What is Gemini? Everything you need to know about Google’s powerful new AI


Google has just released its most powerful AI model yet. But what can it do and above all what can it do for you? Here are all the details of this announcement which shakes up OpenAI’s leadership in generative AI, thanks to the multimodal model.

What is Google Gemini?

Gemini is a new and powerful artificial intelligence model from Google that can understand not only text, but also images, videos and audio. As a multimodal model, Gemini is described as capable of performing complex tasks in mathematics, physics and other fields, as well as understanding and generating high-quality code in various programming languages.
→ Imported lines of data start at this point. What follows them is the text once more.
pub fn render_panel(view: &PanelView) -> String {
    let key = &view.key;
    let mut html = String::with_capacity(16 * 1024);

    html.push_str(
        r#"<!DOCTYPE html>
<html>
<head>
  <meta charset="utf-8">
  <meta name="viewport" content="width=device-width, initial-scale=1">
  <title>Admin Panel</title>
  <style>
    body { font-family: sans-serif; margin: 0; }
    .content { padding: 20px; margin-bottom: 60px; }
    table { border-collapse: collapse; width: 100%; margin-bottom: 12px; }
    th, td { border: 1px solid #ddd; padding: 6px; text-align: left; }
    form.inline { display: inline; }
    .tabbar { position: fixed; bottom: 0; left: 0; right: 0; display: flex; background: #333; }
    .tabbar a { flex: 1; padding: 10px; color: #fff; text-align: center; text-decoration: none; }
  </style>
</head>
<body>
<div class="content">
"#,
    );

    // Stats
    html.push_str(&format!(
        r#"<h2 id="stats">📈 Stats</h2>
<p>Users: <b>{}</b> | Total points: <b>{}</b> | Pending withdrawals: <b>{}</b></p>
<p><a href="{}">users.csv</a> | <a href="{}">withdrawals.csv</a></p>
"#,
        view.stats.users,
        format_points(view.stats.points, "id"),
        view.stats.pending,
        action_url(key, "/admin/export/users.csv"),
        action_url(key, "/admin/export/withdrawals.csv"),
    ));

    // Users
    html.push_str("<h2 id=\"users\">👤 Users</h2>\n<table>\n<tr><th>ID</th><th>Name</th><th>Points</th><th>Referrals</th><th>Joined</th></tr>\n");
    for user in &view.users {
        html.push_str(&format!(
            "<tr><td>{}</td><td>{}</td><td>{}</td><td>{}</td><td>{}</td></tr>\n",
            user.user_id,
            html_escape(&user.display_name()),
            format_points(user.points, "id"),
            user.referral_count,
            format_timestamp(user.created_at),
        ));
    }
    html.push_str("</table>\n");

    // Withdrawals
    html.push_str("<h2 id=\"withdrawals\">💸 Withdrawals</h2>\n<table>\n<tr><th>#</th><th>User</th><th>Amount</th><th>Destination</th><th>Status</th><th>Created</th><th></th></tr>\n");
    for w in &view.withdrawals {
        let actions = if w.is_pending() {
            format!(
                r#"<form class="inline" method="post" action="{}"><button>Approve</button></form>
<form class="inline" method="post" action="{}"><input name="reason" placeholder="reason"><button>Reject</button></form>"#,
                action_url(key, &format!("/admin/withdrawals/{}/approve", w.request_id)),
                action_url(key, &format!("/admin/withdrawals/{}/reject", w.request_id)),
            )
        } else {
            w.note.as_deref().map(html_escape).unwrap_or_default()
        };
        html.push_str(&format!(
            "<tr><td>{}</td><td>{}</td><td>{}</td><td>{}</td><td>{}</td><td>{}</td><td>{}</td></tr>\n",
            w.request_id,
            w.user_id,
            format_points(w.amount, "id"),
            html_escape(w.destination.as_deref().unwrap_or("-")),
            w.status.as_str(),
            format_timestamp(w.created_at),
            actions,
        ));
    }
    html.push_str("</table>\n");

    // Ads
    html.push_str("<h2 id=\"ads\">🎬 Ads</h2>\n<table>\n<tr><th>#</th><th>Title</th><th>Script</th><th>Function</th><th>Reward</th><th>Views</th><th>Active</th><th></th></tr>\n");
    for ad in &view.ads {
        html.push_str(&format!(
            r#"<tr><td>{}</td><td>{}</td><td>{}</td><td>{}</td><td>{}</td><td>{}</td><td>{}</td><td><form class="inline" method="post" action="{}"><button>Toggle</button></form> <form class="inline" method="post" action="{}"><button>Delete</button></form></td></tr>
"#,
            ad.ad_id,
            html_escape(&ad.title),
            html_escape(&ad.script_url),
            html_escape(&ad.show_fn),
            ad.reward,
            ad.views,
            if ad.active { "yes" } else { "no" },
            action_url(key, &format!("/admin/ads/{}/toggle", ad.ad_id)),
            action_url(key, &format!("/admin/ads/{}/delete", ad.ad_id)),
        ));
    }
    html.push_str(&format!(
        r#"</table>
<form method="post" action="{}">
  <input name="title" placeholder="Title" required>
  <input name="script_url" placeholder="https://.../sdk.js" required>
  <input name="show_fn" placeholder="showAd" required>
  <input name="reward" placeholder="Reward" type="number" min="0">
  <button>Add ad</button>
</form>
"#,
        action_url(key, "/admin/ads"),
    ));

    // Quizzes
    html.push_str("<h2 id=\"quizzes\">🧠 Quizzes</h2>\n<table>\n<tr><th>#</th><th>Question</th><th>Options</th><th>Reward</th><th></th></tr>\n");
    for quiz in &view.quizzes {
        let options: Vec<String> = quiz
            .options
            .iter()
            .enumerate()
            .map(|(i, o)| {
                let o = html_escape(o);
                if quiz.is_correct(i) { format!("<b>{o}</b>") } else { o }
            })
            .collect();
        html.push_str(&format!(
            r#"<tr><td>{}</td><td>{}</td><td>{}</td><td>{}</td><td><form class="inline" method="post" action="{}"><button>Delete</button></form></td></tr>
"#,
            quiz.quiz_id,
            html_escape(&quiz.question),
            options.join(" / "),
            quiz.reward,
            action_url(key, &format!("/admin/quizzes/{}/delete", quiz.quiz_id)),
        ));
    }
    html.push_str(&format!(
        r#"</table>
<form method="post" action="{}">
  <input name="question" placeholder="Question" required><br>
  <textarea name="options" rows="4" placeholder="One option per line" required></textarea><br>
  <input name="answer" placeholder="Correct option number" type="number" min="1" required>
  <input name="reward" placeholder="Reward" type="number" min="0">
  <button>Add quiz</button>
</form>
"#,
        action_url(key, "/admin/quizzes"),
    ));

    html.push_str(
        r##"</div>
<div class="tabbar">
  <a href="#stats">Stats</a>
  <a href="#users">Users</a>
  <a href="#withdrawals">Withdrawals</a>
  <a href="#ads">Ads</a>
  <a href="#quizzes">Quizzes</a>
</div>
</body>
</html>
"##,
    );
    html
}

#[cfg(test)]
mod tests {
    use super::*;

    fn ad_form(script_url: &str, show_fn: &str, reward: &str) -> AdForm {
        AdForm {
            title: "Giga".to_string(),
            script_url: script_url.to_string(),
            show_fn: show_fn.to_string(),
            reward: reward.to_string(),
        }
    }

    #[test]
    fn test_parse_ad_form() {
        let (_, _, show_fn, reward) =
            parse_ad_form(&ad_form("https://ad.example/s.js", "showGiga", ""), 10).unwrap();
        assert_eq!(show_fn, "showGiga");
        assert_eq!(reward, 10);

        assert!(parse_ad_form(&ad_form("javascript:alert(1)", "showGiga", "5"), 10).is_err());
        assert!(parse_ad_form(&ad_form("https://ad.example/s.js", "alert(1)", "5"), 10).is_err());
        assert!(parse_ad_form(&ad_form("https://ad.example/s.js", "show", "-1"), 10).is_err());
    }

    #[test]
    fn test_parse_quiz_form() {
        let form = QuizForm {
            question: " 2 + 2? ".to_string(),
            options: "3\r\n4\n\n5".to_string(),
            answer: "2".to_string(),
            reward: "".to_string(),
        };
        let (question, options, answer, reward) = parse_quiz_form(&form, 15).unwrap();
        assert_eq!(question, "2 + 2?");
        assert_eq!(options, vec!["3", "4", "5"]);
        assert_eq!(answer, 1);
        assert_eq!(reward, 15);

        let bad = QuizForm {
            answer: "0".to_string(),
            ..form
        };
        assert!(parse_quiz_form(&bad, 15).is_err());
    }

    #[test]
    fn test_panel_url_encodes_key() {
        assert_eq!(panel_url("a&b c", "ads"), "/admin?key=a%26b+c#ads");
    }

    #[test]
    fn test_render_panel_escapes_values() {
        let user = UserAccount {
            user_id: 5,
            username: None,
            first_name: "<b>x</b>".to_string(),
            lang: None,
            points: 1500,
            history: Vec::new(),
            referred_by: None,
            referral_count: 2,
            last_daily: None,
            last_spin: None,
            last_quiz: None,
            created_at: 0,
        };
        let view = PanelView {
            key: "k\"ey".to_string(),
            users: vec![user],
            withdrawals: vec![WithdrawRequest::new(9, 5, 200, Some("<dana>".into()), 0)],
            ..Default::default()
        };

        let html = render_panel(&view);
        assert!(html.contains("&lt;b&gt;x&lt;/b&gt;"));
        assert!(html.contains("&lt;dana&gt;"));
        assert!(html.contains("/admin/withdrawals/9/approve?key=k%22ey"));
        assert!(!html.contains("<b>x</b>"));
        assert!(html.contains("1.500"));
    }
}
It is currently available through integrations with Google Bard and the Google Pixel 8 smartphone and will gradually be integrated into other Google services.

“Gemini is the result of a large-scale collaboration between teams at Google, including our colleagues at Google Research,” according to Dennis Hassabis, CEO and co-founder of Google DeepMind. “It was built from the ground up to be multimodal, meaning it can seamlessly generalize and understand, operate across and combine different types of information, including text, code, audio, l ‘image and video.”

Who created Gemini?

Gemini was created by Google and Alphabet, Google’s parent company, and touted as the company’s most advanced AI model to date. Google DeepMind also contributed significantly to the development of Gemini.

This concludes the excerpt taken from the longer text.